Dataset items:
>>>>>

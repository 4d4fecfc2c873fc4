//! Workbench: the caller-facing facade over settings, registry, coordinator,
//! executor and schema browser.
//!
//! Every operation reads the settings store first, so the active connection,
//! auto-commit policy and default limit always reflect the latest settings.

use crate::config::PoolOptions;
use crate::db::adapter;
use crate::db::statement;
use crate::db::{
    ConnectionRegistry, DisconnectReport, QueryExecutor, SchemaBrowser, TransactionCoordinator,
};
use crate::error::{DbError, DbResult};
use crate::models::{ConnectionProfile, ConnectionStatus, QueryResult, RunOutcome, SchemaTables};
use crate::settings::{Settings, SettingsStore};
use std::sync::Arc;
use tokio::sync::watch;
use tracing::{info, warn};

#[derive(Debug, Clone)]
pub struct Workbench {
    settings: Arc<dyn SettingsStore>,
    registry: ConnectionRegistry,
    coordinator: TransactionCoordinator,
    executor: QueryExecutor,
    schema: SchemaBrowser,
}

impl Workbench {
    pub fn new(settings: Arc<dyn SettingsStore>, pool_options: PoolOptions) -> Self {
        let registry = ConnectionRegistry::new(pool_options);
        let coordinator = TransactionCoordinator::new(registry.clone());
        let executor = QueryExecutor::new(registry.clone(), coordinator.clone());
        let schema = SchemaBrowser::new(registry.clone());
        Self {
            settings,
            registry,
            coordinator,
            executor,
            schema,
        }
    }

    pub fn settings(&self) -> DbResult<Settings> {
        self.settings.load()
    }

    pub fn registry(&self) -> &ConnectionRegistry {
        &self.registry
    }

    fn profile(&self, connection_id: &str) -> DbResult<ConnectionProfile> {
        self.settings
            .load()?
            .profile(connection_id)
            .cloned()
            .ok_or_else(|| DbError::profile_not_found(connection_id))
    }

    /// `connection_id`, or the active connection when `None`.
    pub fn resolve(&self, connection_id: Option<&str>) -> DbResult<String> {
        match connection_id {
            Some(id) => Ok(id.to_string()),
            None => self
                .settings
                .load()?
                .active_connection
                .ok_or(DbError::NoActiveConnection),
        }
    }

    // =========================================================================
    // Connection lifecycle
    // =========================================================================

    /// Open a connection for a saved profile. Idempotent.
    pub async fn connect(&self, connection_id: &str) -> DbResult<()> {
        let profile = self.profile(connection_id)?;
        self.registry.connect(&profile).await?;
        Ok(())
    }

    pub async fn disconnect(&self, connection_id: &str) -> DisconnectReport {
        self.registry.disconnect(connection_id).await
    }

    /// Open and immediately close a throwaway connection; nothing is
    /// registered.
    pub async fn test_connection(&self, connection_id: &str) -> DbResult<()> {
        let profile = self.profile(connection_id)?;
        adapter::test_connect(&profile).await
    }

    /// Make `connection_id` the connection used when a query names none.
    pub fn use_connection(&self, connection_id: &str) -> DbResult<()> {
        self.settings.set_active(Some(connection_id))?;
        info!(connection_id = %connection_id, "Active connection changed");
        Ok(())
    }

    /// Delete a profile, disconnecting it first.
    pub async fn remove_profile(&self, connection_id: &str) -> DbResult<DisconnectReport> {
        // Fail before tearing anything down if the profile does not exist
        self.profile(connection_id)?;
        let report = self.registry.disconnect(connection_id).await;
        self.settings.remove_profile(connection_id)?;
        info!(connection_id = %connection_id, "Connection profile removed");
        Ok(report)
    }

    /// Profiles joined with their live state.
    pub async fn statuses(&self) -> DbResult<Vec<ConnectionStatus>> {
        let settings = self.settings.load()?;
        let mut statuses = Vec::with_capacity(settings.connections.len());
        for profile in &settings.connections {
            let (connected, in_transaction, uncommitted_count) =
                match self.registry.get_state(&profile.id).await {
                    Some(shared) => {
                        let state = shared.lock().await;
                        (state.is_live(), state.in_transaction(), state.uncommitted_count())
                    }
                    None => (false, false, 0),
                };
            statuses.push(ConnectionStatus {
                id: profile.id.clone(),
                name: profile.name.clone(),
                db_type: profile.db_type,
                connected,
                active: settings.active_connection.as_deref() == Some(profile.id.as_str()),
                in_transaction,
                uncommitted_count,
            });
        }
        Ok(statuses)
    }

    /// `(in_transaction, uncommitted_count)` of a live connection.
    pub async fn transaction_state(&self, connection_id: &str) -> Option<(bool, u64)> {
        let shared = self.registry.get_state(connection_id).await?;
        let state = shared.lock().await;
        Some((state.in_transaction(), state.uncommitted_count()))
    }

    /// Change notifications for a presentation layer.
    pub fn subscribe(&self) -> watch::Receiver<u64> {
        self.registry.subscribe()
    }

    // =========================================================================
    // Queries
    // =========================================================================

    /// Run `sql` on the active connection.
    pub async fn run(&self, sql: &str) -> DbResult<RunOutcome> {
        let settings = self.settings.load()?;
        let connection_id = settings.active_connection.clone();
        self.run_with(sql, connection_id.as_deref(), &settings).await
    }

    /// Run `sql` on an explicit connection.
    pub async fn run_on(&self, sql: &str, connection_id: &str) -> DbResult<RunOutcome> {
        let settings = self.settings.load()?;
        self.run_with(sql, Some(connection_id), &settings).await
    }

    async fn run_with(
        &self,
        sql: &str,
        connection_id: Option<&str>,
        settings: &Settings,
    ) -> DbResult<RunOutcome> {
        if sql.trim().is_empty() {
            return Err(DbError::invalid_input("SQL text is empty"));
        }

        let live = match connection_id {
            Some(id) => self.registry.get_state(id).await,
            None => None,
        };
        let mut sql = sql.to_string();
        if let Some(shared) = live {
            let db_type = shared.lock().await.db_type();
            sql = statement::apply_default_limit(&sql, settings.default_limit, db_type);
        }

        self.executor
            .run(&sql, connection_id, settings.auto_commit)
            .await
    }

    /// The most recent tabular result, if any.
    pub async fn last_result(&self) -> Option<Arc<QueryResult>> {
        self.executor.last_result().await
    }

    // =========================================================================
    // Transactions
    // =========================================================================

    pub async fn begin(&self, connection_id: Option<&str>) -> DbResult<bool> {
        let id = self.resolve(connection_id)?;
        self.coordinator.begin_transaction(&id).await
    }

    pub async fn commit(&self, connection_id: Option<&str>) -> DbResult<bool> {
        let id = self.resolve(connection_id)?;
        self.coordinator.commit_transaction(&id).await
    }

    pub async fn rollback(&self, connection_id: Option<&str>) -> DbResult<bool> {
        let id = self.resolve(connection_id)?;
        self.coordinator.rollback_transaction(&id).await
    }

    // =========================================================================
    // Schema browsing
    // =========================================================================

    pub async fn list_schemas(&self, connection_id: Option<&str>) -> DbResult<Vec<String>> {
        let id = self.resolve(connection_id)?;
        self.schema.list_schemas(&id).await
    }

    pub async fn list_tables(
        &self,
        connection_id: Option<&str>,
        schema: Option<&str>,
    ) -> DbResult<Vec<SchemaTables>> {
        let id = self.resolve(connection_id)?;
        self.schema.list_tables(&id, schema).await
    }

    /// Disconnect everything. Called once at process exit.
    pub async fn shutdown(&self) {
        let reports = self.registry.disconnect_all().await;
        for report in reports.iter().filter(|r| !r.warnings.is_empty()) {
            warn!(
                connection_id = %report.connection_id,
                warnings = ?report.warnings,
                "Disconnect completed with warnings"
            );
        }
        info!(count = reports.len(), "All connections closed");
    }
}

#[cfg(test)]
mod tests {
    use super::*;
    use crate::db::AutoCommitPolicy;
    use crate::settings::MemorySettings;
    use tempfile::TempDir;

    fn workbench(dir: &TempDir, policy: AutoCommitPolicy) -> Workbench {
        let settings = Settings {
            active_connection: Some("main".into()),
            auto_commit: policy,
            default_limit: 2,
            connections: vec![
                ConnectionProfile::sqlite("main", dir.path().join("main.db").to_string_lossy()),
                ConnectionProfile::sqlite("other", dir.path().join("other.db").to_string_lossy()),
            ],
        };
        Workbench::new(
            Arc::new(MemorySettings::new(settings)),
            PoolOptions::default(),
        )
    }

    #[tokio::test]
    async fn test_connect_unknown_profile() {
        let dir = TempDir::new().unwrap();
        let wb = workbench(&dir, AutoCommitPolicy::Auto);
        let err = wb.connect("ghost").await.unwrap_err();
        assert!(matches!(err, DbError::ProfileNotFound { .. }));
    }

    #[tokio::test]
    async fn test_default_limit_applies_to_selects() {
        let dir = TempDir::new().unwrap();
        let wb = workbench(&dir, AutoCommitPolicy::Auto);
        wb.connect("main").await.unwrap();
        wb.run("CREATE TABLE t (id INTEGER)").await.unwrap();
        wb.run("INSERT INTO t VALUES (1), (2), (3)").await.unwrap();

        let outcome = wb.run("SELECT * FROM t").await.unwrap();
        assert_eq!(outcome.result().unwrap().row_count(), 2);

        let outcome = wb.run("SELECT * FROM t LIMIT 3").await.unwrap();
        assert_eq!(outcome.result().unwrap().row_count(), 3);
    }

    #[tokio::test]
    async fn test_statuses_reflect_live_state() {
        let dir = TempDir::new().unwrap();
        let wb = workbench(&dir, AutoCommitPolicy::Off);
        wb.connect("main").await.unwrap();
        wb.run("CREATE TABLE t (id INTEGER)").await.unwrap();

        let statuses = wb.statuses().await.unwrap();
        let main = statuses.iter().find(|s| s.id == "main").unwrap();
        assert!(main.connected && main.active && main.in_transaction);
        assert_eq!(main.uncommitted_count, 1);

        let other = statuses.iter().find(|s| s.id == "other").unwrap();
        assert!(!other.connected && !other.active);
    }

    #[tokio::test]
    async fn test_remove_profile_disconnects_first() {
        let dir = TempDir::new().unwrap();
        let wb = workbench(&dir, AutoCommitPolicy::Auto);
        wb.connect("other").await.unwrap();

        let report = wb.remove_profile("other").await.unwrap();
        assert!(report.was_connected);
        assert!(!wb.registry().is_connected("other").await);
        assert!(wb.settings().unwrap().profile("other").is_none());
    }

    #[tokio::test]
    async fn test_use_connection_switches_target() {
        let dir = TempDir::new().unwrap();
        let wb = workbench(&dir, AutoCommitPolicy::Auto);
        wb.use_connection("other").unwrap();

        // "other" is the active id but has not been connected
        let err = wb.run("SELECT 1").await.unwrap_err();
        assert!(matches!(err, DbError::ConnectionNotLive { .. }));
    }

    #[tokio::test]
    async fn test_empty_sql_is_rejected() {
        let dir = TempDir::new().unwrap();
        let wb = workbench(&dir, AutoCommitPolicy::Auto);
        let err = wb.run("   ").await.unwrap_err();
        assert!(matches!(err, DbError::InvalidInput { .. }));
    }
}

<<<<<

Exercise: Your answer should consist of each line of the data above in which the word "sqlite" occurs.

Task answer:
                ConnectionProfile::sqlite("main", dir.path().join("main.db").to_string_lossy()),
                ConnectionProfile::sqlite("other", dir.path().join("other.db").to_string_lossy()),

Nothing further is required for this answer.